C. Unless specifically required by applicable law, the
issuance and transfer of Shares or other securities of Service
Company, and the cash investments of the Funds in Service Company, may
be evidenced by proper records of Service Company; and, no
certificates need be issued.
1.4 Limitation Upon Funds' Obligations to Make Cash Investments or
Purchases. Notwithstanding the provisions of Sections 1.1, 1.2 and 1.3, above,
no Fund shall be obligated to purchase Shares or other securities of Service
Company if, as a result of such purchase the Fund would thereby have invested
in cash a total of more than 0.40% of its then current net assets in Shares or
other securities of Service Company.
1.5 Restrictions on Transfer of Shares or Other Securities.
Each Fund agrees that it will not, without the written consent of all other
parties to this Agreement, transfer or dispose of or encumber any of its Shares
or other securities of Service Company except as provided in this Agreement,
and that, if issued, each certificate for Shares or other securities of Service
Company will be stamped with a legend referring to this restriction.

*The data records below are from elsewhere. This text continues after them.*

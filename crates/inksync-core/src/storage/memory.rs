//! In-memory blob store.

use super::{BoxFuture, RemoteStore, StorageError, StorageResult, payload_too_large_message};
use std::collections::HashMap;
use std::sync::RwLock;
use std::sync::atomic::{AtomicBool, Ordering};

/// In-memory store for testing and ephemeral servers.
#[derive(Default)]
pub struct MemoryStore {
    blobs: RwLock<HashMap<String, Vec<u8>>>,
    max_bytes: Option<usize>,
    unavailable: AtomicBool,
}

impl MemoryStore {
    /// Create a new empty memory store.
    pub fn new() -> Self {
        Self::default()
    }

    /// Reject payloads larger than `max_bytes`.
    pub fn with_max_bytes(max_bytes: usize) -> Self {
        Self {
            max_bytes: Some(max_bytes),
            ..Self::default()
        }
    }

    /// Simulate an unreachable backend.
    pub fn set_unavailable(&self, unavailable: bool) {
        self.unavailable.store(unavailable, Ordering::SeqCst);
    }

    pub fn keys(&self) -> Vec<String> {
        self.blobs
            .read()
            .map(|blobs| blobs.keys().cloned().collect())
            .unwrap_or_default()
    }

    fn check_available(&self) -> StorageResult<()> {
        if self.unavailable.load(Ordering::SeqCst) {
            return Err(StorageError::Http("Backend unavailable".to_string()));
        }
        Ok(())
    }
}

impl RemoteStore for MemoryStore {
    fn get(&self, key: &str) -> BoxFuture<'_, StorageResult<Vec<u8>>> {
        let key = key.to_string();
        Box::pin(async move {
            self.check_available()?;
            let blobs = self
                .blobs
                .read()
                .map_err(|e| StorageError::Other(format!("Lock error: {}", e)))?;
            blobs.get(&key).cloned().ok_or(StorageError::NotFound(key))
        })
    }

    fn put(&self, key: &str, data: Vec<u8>) -> BoxFuture<'_, StorageResult<()>> {
        let key = key.to_string();
        Box::pin(async move {
            self.check_available()?;
            if let Some(limit) = self.max_bytes {
                if data.len() > limit {
                    return Err(StorageError::PayloadTooLarge(payload_too_large_message(data.len(), limit)));
                }
            }
            let mut blobs = self
                .blobs
                .write()
                .map_err(|e| StorageError::Other(format!("Lock error: {}", e)))?;
            blobs.insert(key, data);
            Ok(())
        })
    }
}
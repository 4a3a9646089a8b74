//! Symmetric AEAD encryption for room payloads.
//!
//! AES-128-GCM with a fresh random 12-byte IV per message. The IV travels next
//! to the ciphertext; tampering with either fails decryption.

use aes_gcm::aead::{Aead, KeyInit};
use aes_gcm::{Aes128Gcm, Nonce};
use base64::Engine;
use base64::engine::general_purpose::URL_SAFE_NO_PAD;
use rand::RngCore;
use rand::rngs::OsRng;
use std::fmt;
use thiserror::Error;

/// Length of the initialization vector prepended to stored payloads.
pub const IV_LENGTH_BYTES: usize = 12;

/// Raw room key length (128-bit AES).
pub const ROOM_KEY_BYTES: usize = 16;

/// Encryption errors.
#[derive(Debug, Error)]
pub enum CryptoError {
    #[error("Invalid room key: {0}")]
    InvalidKey(String),
    #[error("Encryption failed")]
    Encrypt,
    #[error("Decryption failed")]
    Decrypt,
}

/// Symmetric key shared by everyone holding the room link.
#[derive(Clone, PartialEq, Eq)]
pub struct RoomKey([u8; ROOM_KEY_BYTES]);

impl RoomKey {
    /// Generate a new random key.
    pub fn generate() -> Self {
        let mut bytes = [0u8; ROOM_KEY_BYTES];
        OsRng.fill_bytes(&mut bytes);
        Self(bytes)
    }

    pub fn from_bytes(bytes: [u8; ROOM_KEY_BYTES]) -> Self {
        Self(bytes)
    }

    /// Parse the URL-safe base64 form used in room links.
    pub fn from_encoded(encoded: &str) -> Result<Self, CryptoError> {
        let bytes = URL_SAFE_NO_PAD
            .decode(encoded.trim_end_matches('='))
            .map_err(|e| CryptoError::InvalidKey(e.to_string()))?;
        let bytes: [u8; ROOM_KEY_BYTES] = bytes
            .try_into()
            .map_err(|v: Vec<u8>| CryptoError::InvalidKey(format!("expected {} bytes, got {}", ROOM_KEY_BYTES, v.len())))?;
        Ok(Self(bytes))
    }

    /// URL-safe base64 form (22 characters).
    pub fn encoded(&self) -> String {
        URL_SAFE_NO_PAD.encode(self.0)
    }

    fn cipher(&self) -> Aes128Gcm {
        Aes128Gcm::new(&self.0.into())
    }
}

impl fmt::Debug for RoomKey {
    fn fmt(&self, f: &mut fmt::Formatter<'_>) -> fmt::Result {
        f.write_str("RoomKey(..)")
    }
}

/// Ciphertext and the IV it was produced with.
#[derive(Debug, Clone, PartialEq, Eq)]
pub struct EncryptedData {
    pub iv: Vec<u8>,
    pub ciphertext: Vec<u8>,
}

/// Encrypt `plaintext` under a fresh random IV.
pub fn encrypt(key: &RoomKey, plaintext: &[u8]) -> Result<EncryptedData, CryptoError> {
    let mut iv = [0u8; IV_LENGTH_BYTES];
    OsRng.fill_bytes(&mut iv);
    let ciphertext = key
        .cipher()
        .encrypt(Nonce::from_slice(&iv), plaintext)
        .map_err(|_| CryptoError::Encrypt)?;
    Ok(EncryptedData {
        iv: iv.to_vec(),
        ciphertext,
    })
}

/// Decrypt and authenticate. Fails on a wrong key, wrong IV or corrupted data.
pub fn decrypt(key: &RoomKey, iv: &[u8], ciphertext: &[u8]) -> Result<Vec<u8>, CryptoError> {
    if iv.len() != IV_LENGTH_BYTES {
        return Err(CryptoError::Decrypt);
    }
    key.cipher()
        .decrypt(Nonce::from_slice(iv), ciphertext)
        .map_err(|_| CryptoError::Decrypt)
}
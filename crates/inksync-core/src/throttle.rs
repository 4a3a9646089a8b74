//! Rate-limited task queues.
//!
//! A [`Throttle`] coalesces calls within a window and releases the latest
//! arguments at most once per window. It owns no timer: the caller passes the
//! current [`Instant`] and polls, which keeps the timing contract testable.

use std::time::{Duration, Instant};

/// Coalescing rate limiter carrying the latest scheduled arguments.
#[derive(Debug)]
pub struct Throttle<T> {
    wait: Duration,
    /// Run immediately when the window is clear, instead of at its end.
    leading: bool,
    last_fired: Option<Instant>,
    deadline: Option<Instant>,
    pending: Option<T>,
}

impl<T> Throttle<T> {
    /// Throttle that fires on the leading edge and again on the trailing edge.
    pub fn new(wait: Duration) -> Self {
        Self {
            wait,
            leading: true,
            last_fired: None,
            deadline: None,
            pending: None,
        }
    }

    /// Throttle that only fires once the window has elapsed.
    pub fn trailing(wait: Duration) -> Self {
        Self {
            leading: false,
            ..Self::new(wait)
        }
    }

    pub fn wait(&self) -> Duration {
        self.wait
    }

    /// Schedule a run with `args`.
    ///
    /// Returns the arguments when they should run right now (leading edge).
    /// Otherwise they replace any pending arguments and run on a later [`poll`](Self::poll).
    pub fn schedule(&mut self, args: T, now: Instant) -> Option<T> {
        let window_clear = self
            .last_fired
            .is_none_or(|fired| now.duration_since(fired) >= self.wait);

        if self.leading && self.pending.is_none() && window_clear {
            self.last_fired = Some(now);
            return Some(args);
        }

        if self.deadline.is_none() {
            self.deadline = Some(match self.last_fired {
                Some(fired) if self.leading && !window_clear => fired + self.wait,
                _ => now + self.wait,
            });
        }
        self.pending = Some(args);
        None
    }

    /// Release the pending arguments if the window has elapsed.
    pub fn poll(&mut self, now: Instant) -> Option<T> {
        match self.deadline {
            Some(deadline) if now >= deadline => {
                self.deadline = None;
                self.last_fired = Some(now);
                self.pending.take()
            }
            _ => None,
        }
    }

    /// Release the pending arguments immediately, regardless of the window.
    pub fn flush_now(&mut self, now: Instant) -> Option<T> {
        self.deadline = None;
        let pending = self.pending.take();
        if pending.is_some() {
            self.last_fired = Some(now);
        }
        pending
    }

    /// Drop pending arguments and forget the window.
    pub fn cancel(&mut self) {
        self.pending = None;
        self.deadline = None;
        self.last_fired = None;
    }

    pub fn is_pending(&self) -> bool {
        self.pending.is_some()
    }

    /// When the pending arguments become due.
    pub fn deadline(&self) -> Option<Instant> {
        self.deadline
    }
}
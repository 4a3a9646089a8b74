use std::future::Future;
use std::task::{Context, Poll, RawWaker, RawWakerVTable, Waker};

/// Minimal executor for tests. Every store in this crate resolves without
/// waiting on I/O readiness, so polling in a loop is enough.
pub fn block_on<F: Future>(f: F) -> F::Output {
    fn dummy_raw_waker() -> RawWaker {
        fn no_op(_: *const ()) {}
        fn clone(_: *const ()) -> RawWaker {
            dummy_raw_waker()
        }
        static VTABLE: RawWakerVTable = RawWakerVTable::new(clone, no_op, no_op, no_op);
        RawWaker::new(std::ptr::null(), &VTABLE)
    }

    let waker = unsafe { Waker::from_raw(dummy_raw_waker()) };
    let mut cx = Context::from_waker(&waker);
    let mut f = std::pin::pin!(f);

    loop {
        match f.as_mut().poll(&mut cx) {
            Poll::Ready(output) => return output,
            Poll::Pending => std::thread::yield_now(),
        }
    }
}
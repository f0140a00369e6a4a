//! 추출 워크플로우 모듈.

pub mod csv_extract;
pub mod download;
pub mod snapshot;
pub mod sql_extract;
pub mod transfer;

pub use csv_extract::extract_csv;
pub use download::fetch_text;
pub use sql_extract::extract_postgres;
pub use transfer::transfer_tables;
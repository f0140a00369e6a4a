//! 환경변수 기반 설정 모듈.

use crate::error::ExtractError;
use crate::Result;

/// Extractor 전체 설정
#[derive(Debug, Clone)]
pub struct ExtractorConfig {
    /// 대상 데이터베이스 URL
    pub database_url: String,
    /// 전송 원본 데이터베이스 URL (transfer 워크플로우에서만 사용)
    pub source_database_url: Option<String>,
    /// 데이터셋 다운로드 설정
    pub dataset: DatasetConfig,
    /// CSV 스냅샷 출력 설정
    pub output: OutputConfig,
}

/// 데이터셋 다운로드 설정
#[derive(Debug, Clone)]
pub struct DatasetConfig {
    /// SQL 덤프 다운로드 URL
    pub sql_url: String,
    /// CSV 파일 다운로드 URL
    pub csv_url: String,
    /// 다운로드한 SQL 덤프를 임시 저장할 경로
    pub sql_temp_path: String,
    /// 실행 완료 후 임시 덤프 파일 삭제 여부
    pub remove_sql_after: bool,
}

/// CSV 스냅샷 출력 설정
///
/// 스냅샷은 날짜별 디렉터리에 저장됩니다:
/// - 테이블 스냅샷: `{root}/postgres/{table}/{YYYY-MM-DD}/{table}.csv`
/// - CSV 원본 사본: `{root}/csv/{YYYY-MM-DD}/{file}.csv`
#[derive(Debug, Clone)]
pub struct OutputConfig {
    /// 출력 루트 디렉터리
    pub root: String,
}

impl ExtractorConfig {
    /// 환경변수에서 설정 로드
    pub fn from_env() -> Result<Self> {
        dotenvy::dotenv().ok();

        let database_url = std::env::var("DATABASE_URL").map_err(|_| {
            ExtractError::Config("DATABASE_URL 환경변수가 설정되지 않았습니다".to_string())
        })?;

        Ok(Self {
            database_url,
            source_database_url: std::env::var("SOURCE_DATABASE_URL").ok(),
            dataset: DatasetConfig {
                sql_url: env_var_or("DATASET_SQL_URL", DEFAULT_SQL_URL),
                csv_url: env_var_or("DATASET_CSV_URL", DEFAULT_CSV_URL),
                sql_temp_path: env_var_or("DATASET_SQL_TEMP_PATH", "northwind.sql"),
                remove_sql_after: env_var_bool("DATASET_REMOVE_SQL_AFTER", true),
            },
            output: OutputConfig {
                root: env_var_or("OUTPUT_ROOT", "data"),
            },
        })
    }
}

/// 기본 SQL 덤프 URL (Northwind 데이터셋)
const DEFAULT_SQL_URL: &str =
    "https://raw.githubusercontent.com/techindicium/code-challenge/main/data/northwind.sql";

/// 기본 CSV 파일 URL (order_details)
const DEFAULT_CSV_URL: &str =
    "https://raw.githubusercontent.com/techindicium/code-challenge/main/data/order_details.csv";

/// 환경변수에서 문자열 값 읽기 (없으면 기본값 사용)
fn env_var_or(key: &str, default: &str) -> String {
    std::env::var(key).unwrap_or_else(|_| default.to_string())
}

/// 환경변수에서 bool 값 파싱
fn env_var_bool(key: &str, default: bool) -> bool {
    std::env::var(key)
        .map(|v| v == "true" || v == "1")
        .unwrap_or(default)
}

#[cfg(test)]
mod tests {
    use super::*;

    #[test]
    fn test_env_var_bool_parsing() {
        std::env::set_var("EXTRACTOR_TEST_BOOL", "1");
        assert!(env_var_bool("EXTRACTOR_TEST_BOOL", false));
        std::env::set_var("EXTRACTOR_TEST_BOOL", "false");
        assert!(!env_var_bool("EXTRACTOR_TEST_BOOL", true));
        std::env::remove_var("EXTRACTOR_TEST_BOOL");
        assert!(env_var_bool("EXTRACTOR_TEST_BOOL", true));
    }

    #[test]
    fn test_env_var_or_default() {
        std::env::remove_var("EXTRACTOR_TEST_STR");
        assert_eq!(env_var_or("EXTRACTOR_TEST_STR", "fallback"), "fallback");
        std::env::set_var("EXTRACTOR_TEST_STR", "value");
        assert_eq!(env_var_or("EXTRACTOR_TEST_STR", "fallback"), "value");
        std::env::remove_var("EXTRACTOR_TEST_STR");
    }
}
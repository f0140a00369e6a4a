//! 테이블 CSV 스냅샷 모듈.
//!
//! public 스키마의 테이블을 열거하고, 행 데이터를 텍스트로 조회하여
//! 날짜별 디렉터리 트리에 CSV 파일로 저장합니다.
//!
//! # 디렉터리 구조
//!
//! - 테이블 스냅샷: `{root}/postgres/{table}/{YYYY-MM-DD}/{table}.csv`
//! - CSV 원본 사본: `{root}/csv/{YYYY-MM-DD}/{file}.csv`

use std::path::{Path, PathBuf};

use sqlx::{PgPool, Row};

use crate::Result;

/// 오늘 날짜를 스냅샷 디렉터리 형식(YYYY-MM-DD)으로 반환
pub fn execution_date() -> String {
    chrono::Local::now().format("%Y-%m-%d").to_string()
}

/// 테이블 스냅샷 디렉터리 경로: `{root}/postgres/{table}/{date}`
pub fn postgres_snapshot_dir(root: &str, table: &str, date: &str) -> PathBuf {
    Path::new(root).join("postgres").join(table).join(date)
}

/// CSV 사본 디렉터리 경로: `{root}/csv/{date}`
pub fn csv_snapshot_dir(root: &str, date: &str) -> PathBuf {
    Path::new(root).join("csv").join(date)
}

/// 식별자 인용. 내부의 `"`는 `""`로 이스케이프.
///
/// 테이블/컬럼 이름은 information_schema 조회 결과이지만, 대소문자나
/// 특수문자가 섞인 이름도 그대로 조회할 수 있도록 항상 인용합니다.
pub fn quote_ident(name: &str) -> String {
    format!("\"{}\"", name.replace('"', "\"\""))
}

/// public 스키마의 테이블 이름 목록 조회 (이름순)
pub async fn list_public_tables(pool: &PgPool) -> Result<Vec<String>> {
    let tables = sqlx::query_scalar::<_, String>(
        "SELECT table_name FROM information_schema.tables \
         WHERE table_schema = 'public' AND table_type = 'BASE TABLE' \
         ORDER BY table_name",
    )
    .fetch_all(pool)
    .await?;
    Ok(tables)
}

/// 테이블의 컬럼 이름 목록 조회 (정의 순서)
async fn table_columns(pool: &PgPool, table: &str) -> Result<Vec<String>> {
    let columns = sqlx::query_scalar::<_, String>(
        "SELECT column_name FROM information_schema.columns \
         WHERE table_schema = 'public' AND table_name = $1 \
         ORDER BY ordinal_position",
    )
    .bind(table)
    .fetch_all(pool)
    .await?;
    Ok(columns)
}

/// 테이블 전체 내용을 (헤더, 행) 형태로 조회.
///
/// 모든 컬럼을 서버 측에서 `::text`로 캐스팅해 조회하므로 컬럼 타입과
/// 무관하게 `Option<String>`으로 디코딩됩니다. NULL은 `None`으로
/// 반환되며 CSV에는 빈 필드로 기록됩니다.
pub async fn fetch_table(
    pool: &PgPool,
    table: &str,
) -> Result<(Vec<String>, Vec<Vec<Option<String>>>)> {
    let headers = table_columns(pool, table).await?;

    let projection = headers
        .iter()
        .map(|c| format!("{}::text", quote_ident(c)))
        .collect::<Vec<_>>()
        .join(", ");
    let query = format!("SELECT {} FROM {}", projection, quote_ident(table));

    let db_rows = sqlx::query(&query).fetch_all(pool).await?;
    let mut rows = Vec::with_capacity(db_rows.len());
    for db_row in &db_rows {
        let mut row = Vec::with_capacity(headers.len());
        for i in 0..headers.len() {
            row.push(db_row.try_get::<Option<String>, _>(i)?);
        }
        rows.push(row);
    }

    Ok((headers, rows))
}

/// 헤더와 행을 CSV 파일로 저장.
///
/// 디렉터리가 없으면 생성합니다. NULL(`None`) 값은 빈 필드로 기록됩니다.
pub fn write_csv(
    dir: &Path,
    file_name: &str,
    headers: &[String],
    rows: &[Vec<Option<String>>],
) -> Result<PathBuf> {
    std::fs::create_dir_all(dir)?;
    let path = dir.join(file_name);

    let mut writer = csv::Writer::from_path(&path)?;
    writer.write_record(headers)?;
    for row in rows {
        writer.write_record(row.iter().map(|v| v.as_deref().unwrap_or("")))?;
    }
    writer.flush()?;

    tracing::info!(path = %path.display(), rows = rows.len(), "CSV 저장 완료");
    Ok(path)
}

/// 테이블 하나를 지정된 디렉터리들에 스냅샷.
///
/// 같은 데이터를 여러 경로에 저장할 때(테이블 트리 + 날짜 트리)
/// 조회는 한 번만 수행합니다. 기록한 행 수를 반환합니다.
pub async fn snapshot_table(pool: &PgPool, table: &str, dirs: &[PathBuf]) -> Result<usize> {
    let (headers, rows) = fetch_table(pool, table).await?;
    let file_name = format!("{}.csv", table);
    for dir in dirs {
        write_csv(dir, &file_name, &headers, &rows)?;
    }
    Ok(rows.len())
}

#[cfg(test)]
mod tests {
    use super::*;

    #[test]
    fn test_quote_ident() {
        assert_eq!(quote_ident("orders"), "\"orders\"");
        assert_eq!(quote_ident("order\"s"), "\"order\"\"s\"");
    }

    #[test]
    fn test_snapshot_dir_layout() {
        let dir = postgres_snapshot_dir("data", "orders", "2026-08-30");
        assert_eq!(dir, Path::new("data/postgres/orders/2026-08-30"));

        let dir = csv_snapshot_dir("data", "2026-08-30");
        assert_eq!(dir, Path::new("data/csv/2026-08-30"));
    }

    #[test]
    fn test_execution_date_format() {
        let date = execution_date();
        assert_eq!(date.len(), 10);
        assert_eq!(date.as_bytes()[4], b'-');
        assert_eq!(date.as_bytes()[7], b'-');
    }

    #[test]
    fn test_write_csv_creates_dirs_and_renders_null_as_empty() {
        let tmp = tempfile::tempdir().expect("tempdir");
        let dir = tmp.path().join("postgres/orders/2026-08-30");

        let headers = vec!["id".to_string(), "note".to_string()];
        let rows = vec![
            vec![Some("1".to_string()), Some("ok".to_string())],
            vec![Some("2".to_string()), None],
        ];

        let path = write_csv(&dir, "orders.csv", &headers, &rows).expect("write");
        let content = std::fs::read_to_string(path).expect("read back");
        assert_eq!(content, "id,note\n1,ok\n2,\n");
    }

    #[test]
    fn test_write_csv_quotes_embedded_delimiters() {
        let tmp = tempfile::tempdir().expect("tempdir");
        let headers = vec!["name".to_string()];
        let rows = vec![vec![Some("a,b".to_string())]];

        let path = write_csv(tmp.path(), "t.csv", &headers, &rows).expect("write");
        let content = std::fs::read_to_string(path).expect("read back");
        assert_eq!(content, "name\n\"a,b\"\n");
    }
}
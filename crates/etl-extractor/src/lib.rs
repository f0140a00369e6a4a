//! ETL Extractor 라이브러리.
//!
//! PostgreSQL/CSV 데이터셋을 받아 데이터베이스에 적재하고, 테이블
//! 내용을 날짜별 CSV 디렉터리 트리로 스냅샷하는 추출 워크플로우를
//! 제공합니다.
//!
//! # 구성
//!
//! - [`script`] — SQL 스크립트 실행기 (정리 → 분할 → 실행)
//! - [`modules`] — 워크플로우 (SQL 덤프 추출, CSV 추출, 테이블 전송)
//! - [`config`] — 환경변수 기반 설정
//! - [`stats`] — 실행 보고서 및 작업 통계

pub mod config;
pub mod error;
pub mod modules;
pub mod script;
pub mod stats;

pub use config::ExtractorConfig;
pub use error::{ExtractError, Result};
pub use script::CommitMode;
pub use stats::{CsvLoadStats, ExecutionReport, SnapshotStats, StatementFailure};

1.6 Assets of Service Company. The Funds agree that Service
Company may acquire, by purchase or lease, office space, furniture, equipment,
supplies, files, records, computer hardware and software, and other assets
necessary or appropriate for the discharge of the Service Company's
responsibilities hereunder. Each of the Funds hereby assigns and transfers to
Service Company any and all right, title and interest that it may have or
hereafter acquire in any such assets, subject to the rights of each Fund (A) to
receive the then fair value of such assets upon the purchase or sale of Shares
pursuant to this Agreement, (B) to the continued use of such assets in the
administration of the business affairs of a Fund so long as the Fund remains a
party to this Agreement.
1.7 Borrowing by Service Company. The Funds agree that Service
Company may borrow money, and may issue a note or other security in connection
with such borrowing, as long as such borrowing, is in connection with the
discharge of Service Company's responsibilities hereunder and is undertaken in
accord with procedures approved by the Service Company's Board of Directors.
II. SERVICES TO BE OBTAINED INDEPENDENTLY BY EACH FUND
2.1 Services and Expenses. Each Fund shall, at its own expense,
obtain from Service Company or an outside vendor (as that Fund's Board of
Directors shall determine):
A. Services of an independent public accountant.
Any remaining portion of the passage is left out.